Que c'est agréable d'être enfin chez soi ! Ici, l'air est plus respirable, ce qui éclaircit mon moral malgré la situation plutôt exceptionnelle. Angus et sa femme Lyse nous accueillent chaleureusement, comme si je n'avais pas quitté la maison depuis des mois. Je suis heureux de les revoir après tout ce temps. Le couple d'intendants travaille pour les Mc Taylor depuis de nombreuses années, à vrai dire, ils nous ont vus grandir, James et moi. Après la mort de nos parents, ils ont été d'une véritable aide, ils ont soutenu mon grand-père dans notre éducation, devenant la figure parentale dont nous manquions cruellement.

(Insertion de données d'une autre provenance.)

//! Employee API Handlers

use axum::{
    Extension, Json,
    extract::{Path, State},
    http::StatusCode,
};
use serde_json::{Value, json};
use shared::Role;

use crate::auth::CurrentUser;
use crate::core::ServerState;
use crate::db::models::{Employee, EmployeeCreate, EmployeeUpdate, EmployeeWithAccount};
use crate::db::repository::employee::NewEmployee;
use crate::db::repository::EmployeeRepository;
use crate::utils::time::parse_date;
use crate::utils::validation::{
    MAX_NAME_LEN, MAX_PASSWORD_LEN, validate_amount, validate_email, validate_optional_text,
    validate_required_text,
};
use crate::utils::{AppError, AppResult};

/// List all employees (account role resolved)
pub async fn list(State(state): State<ServerState>) -> AppResult<Json<Vec<EmployeeWithAccount>>> {
    let repo = EmployeeRepository::new(state.get_db());
    let employees = repo.find_all().await?;
    Ok(Json(employees))
}

/// Get employee by id
pub async fn get_by_id(
    State(state): State<ServerState>,
    Path(id): Path<String>,
) -> AppResult<Json<EmployeeWithAccount>> {
    let repo = EmployeeRepository::new(state.get_db());
    let employee = repo
        .find_by_id(&id)
        .await?
        .ok_or_else(|| AppError::not_found("Employee not found"))?;
    Ok(Json(employee))
}

/// Get the logged-in account's own employee profile
pub async fn my_profile(
    State(state): State<ServerState>,
    Extension(user): Extension<CurrentUser>,
) -> AppResult<Json<Employee>> {
    let repo = EmployeeRepository::new(state.get_db());
    let employee = repo
        .find_by_account(&user.id)
        .await?
        .ok_or_else(|| AppError::not_found("Employee profile not found for this user"))?;
    Ok(Json(employee))
}

/// Create a new employee (account + profile + seed payroll)
pub async fn create(
    State(state): State<ServerState>,
    Json(payload): Json<EmployeeCreate>,
) -> AppResult<(StatusCode, Json<EmployeeWithAccount>)> {
    let mut missing = Vec::new();
    if payload.first_name.is_none() {
        missing.push("firstName");
    }
    if payload.last_name.is_none() {
        missing.push("lastName");
    }
    if payload.email.is_none() {
        missing.push("email");
    }
    if payload.password.is_none() {
        missing.push("password");
    }
    if payload.joining_date.is_none() {
        missing.push("joiningDate");
    }
    if payload.job_title.is_none() {
        missing.push("jobTitle");
    }
    if payload.department.is_none() {
        missing.push("department");
    }
    if payload.salary.is_none() {
        missing.push("salary");
    }
    if !missing.is_empty() {
        return Err(AppError::validation(format!(
            "Missing required fields: {}",
            missing.join(", ")
        )));
    }

    let first_name = payload.first_name.unwrap_or_default();
    let last_name = payload.last_name.unwrap_or_default();
    let email = payload.email.unwrap_or_default();
    let password = payload.password.unwrap_or_default();
    let job_title = payload.job_title.unwrap_or_default();
    let salary = payload.salary.unwrap_or_default();
    let department = payload
        .department
        .ok_or_else(|| AppError::validation("Missing required fields: department"))?;

    validate_required_text(&first_name, "firstName", MAX_NAME_LEN)?;
    validate_required_text(&last_name, "lastName", MAX_NAME_LEN)?;
    validate_email(&email, "email")?;
    validate_required_text(&password, "password", MAX_PASSWORD_LEN)?;
    validate_required_text(&job_title, "jobTitle", MAX_NAME_LEN)?;
    validate_amount(salary, "salary")?;
    let joining_date = parse_date(&payload.joining_date.unwrap_or_default())?;

    let repo = EmployeeRepository::new(state.get_db());
    let employee = repo
        .create_with_account(NewEmployee {
            first_name,
            last_name,
            email,
            password,
            joining_date,
            job_title,
            department,
            salary,
            role: payload.role.unwrap_or(Role::Employee),
        })
        .await?;

    tracing::info!(
        employee_code = %employee.employee_code,
        email = %employee.email,
        "Employee created"
    );

    Ok((StatusCode::CREATED, Json(employee)))
}

/// Update an employee (partial; name/email changes cascade to the account)
pub async fn update(
    State(state): State<ServerState>,
    Path(id): Path<String>,
    Json(payload): Json<EmployeeUpdate>,
) -> AppResult<Json<EmployeeWithAccount>> {
    validate_optional_text(&payload.first_name, "firstName", MAX_NAME_LEN)?;
    validate_optional_text(&payload.last_name, "lastName", MAX_NAME_LEN)?;
    validate_optional_text(&payload.job_title, "jobTitle", MAX_NAME_LEN)?;
    if let Some(email) = &payload.email {
        validate_email(email, "email")?;
    }
    if let Some(salary) = payload.salary {
        validate_amount(salary, "salary")?;
    }

    let repo = EmployeeRepository::new(state.get_db());
    let employee = repo.update(&id, payload).await?;
    Ok(Json(employee))
}

/// Delete an employee and all associated records
pub async fn delete(
    State(state): State<ServerState>,
    Path(id): Path<String>,
) -> AppResult<Json<Value>> {
    let repo = EmployeeRepository::new(state.get_db());
    repo.delete_cascade(&id).await?;

    tracing::info!(employee_id = %id, "Employee and associated records deleted");

    Ok(Json(json!({
        "message": "Employee and all associated data removed"
    })))
}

La perte de nos parents a laissé un énorme vide dans notre famille. James était trop jeune pour vraiment prendre conscience de la difficulté du deuil, contrairement à moi qui étais en âge d'éprouver du chagrin. Je n'ai jamais autant pleuré que le soir où Grandpa' nous a annoncé leur disparition. Leur avion s'est écrasé en plein océan pacifique, provoquant la mort des cent douze passagers à bord. Aucun survivant. Un accident tragique qui a endeuillé beaucoup de familles. Je me souviens toujours des reportages à la télévision, les médias en ont parlé pendant des semaines avant de s'intéresser à un autre drame.

J'étais dévasté.

Nos parents étaient exceptionnels.

Notre mère avait l'habitude de nous raconter des légendes écossaises chaque soir avant de nous endormir. Parfois, je perçois encore le timbre doux de sa voix chantante. Quant à mon père, à la tête de l'entreprise en compagnie de Grandpa', il était à la fois ferme et attentionné. J'ai d'ailleurs hérité de son côté bourru, alors que James avait la délicatesse de mamaidh*.

Après leur mort, c'est donc notre grand-père qui, en plus d'affronter le décès de son fils, allait devoir s'occuper de deux enfants. Il était sur tous les fronts : la distillerie, notre apprentissage, et la gestion du domaine. J'ai toujours été admiratif de cet homme, c'est un roc qui a réussi à survivre malgré les circonstances désastreuses de sa vie. Jamais il n'a faibli face à l'adversité. Pourtant, il avait des raisons de s'effondrer. D'abord veuf à l'âge de 30 ans, il a perdu ensuite son fils unique et sa belle-fille brutalement, puis s'est retrouvé responsable de deux gosses traumatisés.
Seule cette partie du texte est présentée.